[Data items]
>>>

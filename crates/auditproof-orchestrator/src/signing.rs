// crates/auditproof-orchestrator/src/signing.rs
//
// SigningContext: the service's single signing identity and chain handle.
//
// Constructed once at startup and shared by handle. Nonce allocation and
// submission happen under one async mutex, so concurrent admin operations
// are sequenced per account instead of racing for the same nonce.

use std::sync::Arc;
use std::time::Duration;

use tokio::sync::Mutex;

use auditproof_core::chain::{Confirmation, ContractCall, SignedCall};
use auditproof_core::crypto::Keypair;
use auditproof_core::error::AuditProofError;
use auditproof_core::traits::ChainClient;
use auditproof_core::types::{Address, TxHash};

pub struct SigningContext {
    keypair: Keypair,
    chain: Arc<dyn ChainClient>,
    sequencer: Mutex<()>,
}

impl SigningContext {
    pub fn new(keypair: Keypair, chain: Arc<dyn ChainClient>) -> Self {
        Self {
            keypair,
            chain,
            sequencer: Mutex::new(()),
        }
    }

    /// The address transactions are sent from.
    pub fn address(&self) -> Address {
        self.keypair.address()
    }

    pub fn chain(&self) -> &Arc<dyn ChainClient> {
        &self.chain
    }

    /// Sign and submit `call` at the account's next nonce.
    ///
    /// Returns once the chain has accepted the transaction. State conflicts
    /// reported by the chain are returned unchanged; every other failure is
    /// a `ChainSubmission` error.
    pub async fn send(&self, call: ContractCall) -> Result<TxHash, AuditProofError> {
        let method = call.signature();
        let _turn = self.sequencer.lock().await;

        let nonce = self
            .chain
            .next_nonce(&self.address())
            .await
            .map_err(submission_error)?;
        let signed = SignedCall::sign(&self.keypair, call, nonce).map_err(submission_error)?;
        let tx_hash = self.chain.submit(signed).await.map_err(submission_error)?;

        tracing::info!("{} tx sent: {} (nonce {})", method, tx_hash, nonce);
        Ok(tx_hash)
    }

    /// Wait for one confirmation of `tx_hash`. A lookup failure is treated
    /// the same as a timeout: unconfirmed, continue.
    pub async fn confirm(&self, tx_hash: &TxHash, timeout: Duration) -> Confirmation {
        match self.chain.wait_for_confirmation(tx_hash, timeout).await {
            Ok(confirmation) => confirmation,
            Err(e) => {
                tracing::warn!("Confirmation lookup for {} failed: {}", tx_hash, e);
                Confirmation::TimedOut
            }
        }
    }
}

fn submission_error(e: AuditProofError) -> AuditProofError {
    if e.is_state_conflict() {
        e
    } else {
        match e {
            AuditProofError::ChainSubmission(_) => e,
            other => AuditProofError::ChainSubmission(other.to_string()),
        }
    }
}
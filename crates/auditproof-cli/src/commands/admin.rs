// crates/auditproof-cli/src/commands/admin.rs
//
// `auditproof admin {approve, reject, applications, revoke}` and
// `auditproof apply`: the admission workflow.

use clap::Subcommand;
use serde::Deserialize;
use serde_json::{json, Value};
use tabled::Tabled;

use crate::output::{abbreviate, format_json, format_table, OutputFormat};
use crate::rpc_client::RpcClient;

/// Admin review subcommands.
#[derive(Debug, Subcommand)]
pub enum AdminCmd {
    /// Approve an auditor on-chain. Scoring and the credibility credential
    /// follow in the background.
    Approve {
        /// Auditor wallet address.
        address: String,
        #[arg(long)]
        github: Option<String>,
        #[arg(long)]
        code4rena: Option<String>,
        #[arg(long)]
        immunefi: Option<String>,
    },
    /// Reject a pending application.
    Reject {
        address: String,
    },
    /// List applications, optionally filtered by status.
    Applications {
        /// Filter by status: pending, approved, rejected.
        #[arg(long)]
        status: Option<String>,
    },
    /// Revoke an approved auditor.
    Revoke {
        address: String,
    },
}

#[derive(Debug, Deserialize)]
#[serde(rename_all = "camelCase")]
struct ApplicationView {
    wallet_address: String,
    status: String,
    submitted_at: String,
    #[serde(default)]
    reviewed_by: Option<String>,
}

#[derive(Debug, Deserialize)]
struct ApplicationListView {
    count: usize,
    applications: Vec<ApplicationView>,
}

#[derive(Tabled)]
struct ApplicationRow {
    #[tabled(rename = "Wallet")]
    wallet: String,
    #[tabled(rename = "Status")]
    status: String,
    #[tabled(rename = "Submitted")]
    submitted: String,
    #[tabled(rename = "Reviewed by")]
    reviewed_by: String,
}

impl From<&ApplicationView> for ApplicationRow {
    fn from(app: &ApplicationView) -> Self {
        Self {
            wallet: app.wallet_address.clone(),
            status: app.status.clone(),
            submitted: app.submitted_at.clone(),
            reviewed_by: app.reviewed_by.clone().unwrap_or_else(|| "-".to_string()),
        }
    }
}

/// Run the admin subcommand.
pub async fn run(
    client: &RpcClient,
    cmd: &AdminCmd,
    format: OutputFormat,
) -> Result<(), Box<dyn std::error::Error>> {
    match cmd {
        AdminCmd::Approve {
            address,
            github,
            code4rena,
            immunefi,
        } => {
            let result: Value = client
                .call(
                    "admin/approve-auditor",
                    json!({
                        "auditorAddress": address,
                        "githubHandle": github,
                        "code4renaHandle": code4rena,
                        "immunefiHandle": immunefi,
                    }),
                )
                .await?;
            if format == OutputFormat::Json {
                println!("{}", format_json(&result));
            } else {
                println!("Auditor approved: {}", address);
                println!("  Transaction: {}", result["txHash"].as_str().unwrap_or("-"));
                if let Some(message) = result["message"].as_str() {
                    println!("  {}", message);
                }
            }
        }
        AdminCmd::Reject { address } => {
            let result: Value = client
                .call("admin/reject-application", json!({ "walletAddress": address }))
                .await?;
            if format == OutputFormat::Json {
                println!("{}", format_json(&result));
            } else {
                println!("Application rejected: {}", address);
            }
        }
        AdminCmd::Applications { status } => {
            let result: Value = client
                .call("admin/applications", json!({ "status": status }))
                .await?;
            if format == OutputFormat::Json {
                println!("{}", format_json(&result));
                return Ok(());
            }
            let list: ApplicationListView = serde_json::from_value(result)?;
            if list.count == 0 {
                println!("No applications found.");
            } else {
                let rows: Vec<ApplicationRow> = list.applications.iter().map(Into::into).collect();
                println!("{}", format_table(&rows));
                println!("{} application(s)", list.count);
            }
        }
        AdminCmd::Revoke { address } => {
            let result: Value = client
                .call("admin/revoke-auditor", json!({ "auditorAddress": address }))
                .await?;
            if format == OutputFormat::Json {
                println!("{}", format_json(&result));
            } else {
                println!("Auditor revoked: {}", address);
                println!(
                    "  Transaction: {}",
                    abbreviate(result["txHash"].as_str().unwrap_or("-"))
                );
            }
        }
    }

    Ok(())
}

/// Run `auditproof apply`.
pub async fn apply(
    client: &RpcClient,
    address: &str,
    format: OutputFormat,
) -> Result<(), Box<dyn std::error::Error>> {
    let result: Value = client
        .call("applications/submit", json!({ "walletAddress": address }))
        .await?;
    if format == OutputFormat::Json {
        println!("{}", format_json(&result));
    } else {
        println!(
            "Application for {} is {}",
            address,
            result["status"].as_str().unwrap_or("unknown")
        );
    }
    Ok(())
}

<<<

**Problem to solve**
Tally the lines in the records containing the string "derive"; output only the tally.

**Your response**
4